The personal information of babies is now available on the dark web.
Younger children — even newborns — now have a social security number, but they have obviously never made any purchases, which means they have a “perfect” credit history. Hackers sell the information these days with a complete “how to” for the buyer, explaining the steps to file fraudulent tax records or apply for a credit card without getting caught.
As the child grows up, he or she might discover they’ve been hacked. And it will be difficult or impossible to correct any credit history problems or fraudulent purchases.
Experts tell Fox News the technique actually works.
“From what our researchers have seen, there is an elaborate marketplace on the dark web where the stolen data is distributed through channels to end users,” said Leon Lerman, the CEO of Cynerio, a healthcare security company based in New York. “The hackers, who at the top of the black market value chain, sell raw patient data in bulk.”
Interestingly, Lerman says this is one case where educating the public — even the parents — might not help. With most security risks, part of the answer is to withhold personal information unless it is absolutely required. However, parents must register the child’s new SSN.
Ron Schlecht, a managing partner at BTB Security, says the problem with hacked data for young children is that it can be combined with other data. For example, since the SSN and date of birth data is real, the hacker might build a credit record using a fake name and address. Even denied attempts to apply for credit cards help build up the history, he says.

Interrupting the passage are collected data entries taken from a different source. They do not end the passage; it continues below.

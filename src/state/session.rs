//! Session credential store.
//!
//! Holds the current token and tells the application when the user has to
//! log in again: either because the server rejected the token or because its
//! advertised expiry passed.

use std::sync::atomic::{AtomicU64, Ordering};
use std::sync::{Arc, Mutex, Weak};
use std::time::{Duration, SystemTime, UNIX_EPOCH};

use tokio::sync::{RwLock, broadcast};
use tokio::task::JoinHandle;
use tracing::{debug, info, warn};

/// Why the application is asked to re-authenticate.
#[derive(Debug, Clone, Copy, PartialEq, Eq)]
pub enum ReloginReason {
    /// The server answered with the unauthorized result code.
    Unauthorized,
    /// The credential's expiry time passed.
    Expired,
}

/// The armed expiry timer. `generation` changes whenever the timer is
/// replaced or cancelled, so a timer that already woke up can tell it is stale.
#[derive(Default)]
struct ExpiryTimer {
    generation: u64,
    handle: Option<JoinHandle<()>>,
}

impl ExpiryTimer {
    fn cancel(&mut self) {
        self.generation += 1;
        if let Some(handle) = self.handle.take() {
            handle.abort();
        }
    }
}

struct SessionInner {
    token: RwLock<Option<String>>,
    expiry: Mutex<ExpiryTimer>,
    relogin: broadcast::Sender<ReloginReason>,
    invalidations: AtomicU64,
}

impl Drop for SessionInner {
    fn drop(&mut self) {
        match self.expiry.get_mut() {
            Ok(timer) => timer.cancel(),
            Err(poisoned) => poisoned.into_inner().cancel(),
        }
    }
}

/// Shared session state. Cheap to clone; clones share the session.
#[derive(Clone)]
pub struct SessionStore {
    inner: Arc<SessionInner>,
}

impl Default for SessionStore {
    fn default() -> Self {
        Self::new()
    }
}

impl SessionStore {
    /// Empty session.
    pub fn new() -> Self {
        let (relogin, _) = broadcast::channel(16);
        Self {
            inner: Arc::new(SessionInner {
                token: RwLock::new(None),
                expiry: Mutex::new(ExpiryTimer::default()),
                relogin,
                invalidations: AtomicU64::new(0),
            }),
        }
    }

    /// Current token.
    pub async fn token(&self) -> Option<String> {
        self.inner.token.read().await.clone()
    }

    /// Store a token after login.
    ///
    /// Cancels the previous credential's expiry timer.
    pub async fn set_token(&self, token: impl Into<String>) {
        let mut slot = self.inner.token.write().await;
        self.cancel_expiry();
        *slot = Some(token.into());
        debug!("session token stored");
    }

    /// Whether a token is stored.
    pub async fn is_authenticated(&self) -> bool {
        self.inner.token.read().await.is_some()
    }

    /// Drop the token and cancel any pending expiry timer.
    pub async fn invalidate(&self) {
        let mut token = self.inner.token.write().await;
        let had_token = token.take().is_some();
        self.cancel_expiry();
        drop(token);
        self.inner.invalidations.fetch_add(1, Ordering::SeqCst);
        info!(had_token, "session invalidated");
    }

    /// Number of times [`invalidate`](Self::invalidate) ran.
    pub fn invalidation_count(&self) -> u64 {
        self.inner.invalidations.load(Ordering::SeqCst)
    }

    /// Tell listeners the user must log in again.
    pub fn notify_relogin(&self, reason: ReloginReason) {
        // No receivers is fine: nobody is listening yet.
        let delivered = self.inner.relogin.send(reason).unwrap_or(0);
        warn!(?reason, delivered, "re-login required");
    }

    /// Listen for re-login notifications.
    pub fn subscribe_relogin(&self) -> broadcast::Receiver<ReloginReason> {
        self.inner.relogin.subscribe()
    }

    /// Arm the expiry timer for a credential expiring at `expires_at_ms`
    /// (Unix epoch milliseconds). Replaces any previous timer.
    ///
    /// When it fires the session is invalidated and listeners receive
    /// [`ReloginReason::Expired`].
    pub fn schedule_expiry(&self, expires_at_ms: u64) {
        let now_ms = SystemTime::now()
            .duration_since(UNIX_EPOCH)
            .map(|d| d.as_millis() as u64)
            .unwrap_or(0);
        let delay = Duration::from_millis(expires_at_ms.saturating_sub(now_ms));
        debug!(?delay, "credential expiry scheduled");

        let mut slot = self.lock_expiry();
        slot.cancel();
        let generation = slot.generation;
        let weak: Weak<SessionInner> = Arc::downgrade(&self.inner);
        slot.handle = Some(tokio::spawn(async move {
            tokio::time::sleep(delay).await;
            if let Some(inner) = weak.upgrade() {
                let store = SessionStore { inner };
                store.expire(generation).await;
            }
        }));
    }

    async fn expire(&self, generation: u64) {
        let mut token = self.inner.token.write().await;
        {
            let mut slot = self.lock_expiry();
            if slot.generation != generation {
                debug!("stale expiry timer ignored");
                return;
            }
            // Forget our own handle rather than abort ourselves.
            slot.handle.take();
        }
        *token = None;
        drop(token);

        self.inner.invalidations.fetch_add(1, Ordering::SeqCst);
        info!("session expired");
        self.notify_relogin(ReloginReason::Expired);
    }

    fn cancel_expiry(&self) {
        self.lock_expiry().cancel();
    }

    fn lock_expiry(&self) -> std::sync::MutexGuard<'_, ExpiryTimer> {
        self.inner
            .expiry
            .lock()
            .unwrap_or_else(|poisoned| poisoned.into_inner())
    }
}

impl std::fmt::Debug for SessionStore {
    fn fmt(&self, f: &mut std::fmt::Formatter<'_>) -> std::fmt::Result {
        f.debug_struct("SessionStore")
            .field("invalidations", &self.invalidation_count())
            .finish_non_exhaustive()
    }
}
//! Transport seam.

use async_trait::async_trait;

use super::descriptor::RequestDescriptor;
use super::error::PipelineError;
use super::response::ResponseEnvelope;

/// Sends a fully prepared request.
///
/// Implementations return `Ok` for every response that arrived, whatever its
/// status; status validation happens in the pipeline. `Err` means no response
/// was received and should be [`PipelineError::Network`].
#[async_trait]
pub trait HttpTransport: Send + Sync {
    /// Send `request` and decode the reply according to its response type.
    async fn send(&self, request: RequestDescriptor) -> Result<ResponseEnvelope, PipelineError>;
}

“It’s a type of fraud that combined real information with fake information,” he said.
Mounir Hahad, the head of threat research at Juniper Networks, said it’s even at the point where the youngest children will likely assume they’ve been hacked by the time they reach the age to obtain a credit card, a new mortgage or buy a car. “It’s no longer a matter of protecting against theft, but instead protecting ourselves against the fallout,” he explained.
According to Gary Davis, the chief consumer security evangelist at McAfee, another problem is that parents won’t bother to check if there’s been a hack for several years. So the theft is “safe” on the dark web unless parents check the history routinely.
“Depending on how extensively the information has been abused, it could take the child years to remediate and get their identity and reputation restored,” says Davis. “In extreme cases, they may need to get a new social security number.”
One solution? Business expert and author Aaron Young says parents should think about whether they really need to hand out personal information for babies.
“Pay attention to who you allow to have your children’s identifying information,” he says. “Why does the doctor need that? Why does the school need that?”